Jaygovind Sahu

Senior Data Engineer

Senior Data Engineer with 16 years of experience building data platforms that deliver measurable business outcomes across financial services, retail, and streaming media. At Amazon, led development of a marketing analytics platform that reduced campaign costs by 30% in its first year and an ML-driven pipeline projected to cut costs by a further 25%. At Jornaya, re-architected a high-scale pipeline serving 50 vendors — cutting AWS spend by 55% while processing a billion records in under 30 minutes. Consistently bridges data infrastructure and business strategy, enabling leadership teams to make faster, better-informed decisions.

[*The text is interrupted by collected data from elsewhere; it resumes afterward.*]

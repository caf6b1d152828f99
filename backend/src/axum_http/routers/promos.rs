use axum::{
    Json, Router,
    extract::{Path, State},
    http::StatusCode,
    routing::{get, post},
};
use serde::{Deserialize, Serialize};
use std::sync::Arc;

use crate::auth::AdminAuth;
use crate::axum_http::error_responses::AppError;
use crate::usecases::promos::PromoAdminUseCase;
use domain::entities::promo_codes::PromoCodeEntity;
use infra::db::{
    postgres::postgres_connection::PgPool, repositories::promo_codes::PromoCodePostgres,
};

type PromosState = Arc<PromoAdminUseCase<PromoCodePostgres>>;

pub fn routes(db_pool: Arc<PgPool>) -> Router {
    let promo_usecase =
        PromoAdminUseCase::new(Arc::new(PromoCodePostgres::new(Arc::clone(&db_pool))));

    Router::new()
        .route("/", get(list_promo_codes).post(create_promo_code))
        .route("/:promo_id/toggle", post(toggle_promo_code))
        .with_state(Arc::new(promo_usecase))
}

#[derive(Debug, Deserialize)]
pub struct CreatePromoCodeRequest {
    pub code: String,
    pub discount_percent: i32,
    pub max_uses: i32,
}

#[derive(Debug, Serialize)]
pub struct PromoCodeResponse {
    pub id: i32,
    pub code: String,
    pub discount_percent: i32,
    pub max_uses: i32,
    pub uses_count: i32,
    pub is_active: bool,
}

#[derive(Debug, Serialize)]
pub struct CreatedPromoCodeResponse {
    pub id: i32,
}

#[derive(Debug, Serialize)]
pub struct ToggledPromoCodeResponse {
    pub is_active: bool,
}

impl From<PromoCodeEntity> for PromoCodeResponse {
    fn from(promo: PromoCodeEntity) -> Self {
        Self {
            id: promo.id,
            code: promo.code,
            discount_percent: promo.discount_percent,
            max_uses: promo.max_uses,
            uses_count: promo.uses_count,
            is_active: promo.is_active,
        }
    }
}

pub async fn list_promo_codes(
    State(promo_usecase): State<PromosState>,
    _admin: AdminAuth,
) -> Result<Json<Vec<PromoCodeResponse>>, AppError> {
    let promos = promo_usecase.list_promo_codes().await?;

    Ok(Json(promos.into_iter().map(PromoCodeResponse::from).collect()))
}

pub async fn create_promo_code(
    State(promo_usecase): State<PromosState>,
    _admin: AdminAuth,
    Json(payload): Json<CreatePromoCodeRequest>,
) -> Result<(StatusCode, Json<CreatedPromoCodeResponse>), AppError> {
    let id = promo_usecase
        .create_promo_code(&payload.code, payload.discount_percent, payload.max_uses)
        .await?;

    Ok((StatusCode::CREATED, Json(CreatedPromoCodeResponse { id })))
}

pub async fn toggle_promo_code(
    State(promo_usecase): State<PromosState>,
    _admin: AdminAuth,
    Path(promo_id): Path<i32>,
) -> Result<Json<ToggledPromoCodeResponse>, AppError> {
    let is_active = promo_usecase.toggle_promo_code(promo_id).await?;

    Ok(Json(ToggledPromoCodeResponse { is_active }))
}
use std::fmt::Display;

/// Keys of the runtime-editable key-value settings surface.
#[derive(Debug, Clone, Copy, PartialEq, Eq)]
pub enum SettingKey {
    ChannelId,
    WelcomePhotoId,
    AboutText,
}

impl SettingKey {
    pub fn as_str(&self) -> &'static str {
        match self {
            SettingKey::ChannelId => "channel_id",
            SettingKey::WelcomePhotoId => "welcome_photo_id",
            SettingKey::AboutText => "about_text",
        }
    }

    pub fn from_str(value: &str) -> Option<Self> {
        match value {
            "channel_id" => Some(SettingKey::ChannelId),
            "welcome_photo_id" => Some(SettingKey::WelcomePhotoId),
            "about_text" => Some(SettingKey::AboutText),
            _ => None,
        }
    }
}

impl Display for SettingKey {
    fn fmt(&self, f: &mut std::fmt::Formatter<'_>) -> std::fmt::Result {
        write!(f, "{}", self.as_str())
    }
}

mr.jaygovind.sahu@gmail.com LinkedIn ↗

Experience

Netflix

Data Engineer

Jul 2025 – Present
  • Building something awesome.

Amazon

Data Engineer

Mar 2022 – Jul 2025
  • Developed a robust data platform to measure and enhance the efficiency of marketing campaigns across multiple channels, including offline (billboards, newspapers, gas station TVs), social media (Facebook, Instagram), and search engines (Google, Bing). The pipeline ingested and analyzed data from various vendors to generate key metrics such as cost per click, cost per application, impressions, and GRP — leading to a 30% reduction in marketing costs in one year after launch.
  • Built a data pipeline using Airflow to standardize addresses for millions of records via an address standardization API, benefiting multiple pipelines across domains. Automated process replaced a manual one, reducing standardization time by ~90% and eliminating manual errors.
  • Partnered with a third-party data provider to integrate hundreds of millions of sensitive records into the data lake. Designed and implemented a pipeline to transform and prepare the dataset for machine learning, and developed a reusable framework for running regression and classification models — expected to reduce marketing costs by an additional 25%.

Vanguard

Data Engineer

Apr 2021 – Mar 2022
  • Implemented and maintained data pipelines using AWS EMR, Glue, and other AWS products for big data analytics, enabling successful functioning of ~15 Tableau dashboards used by financial and business analysts for strategic decision-making by leadership teams.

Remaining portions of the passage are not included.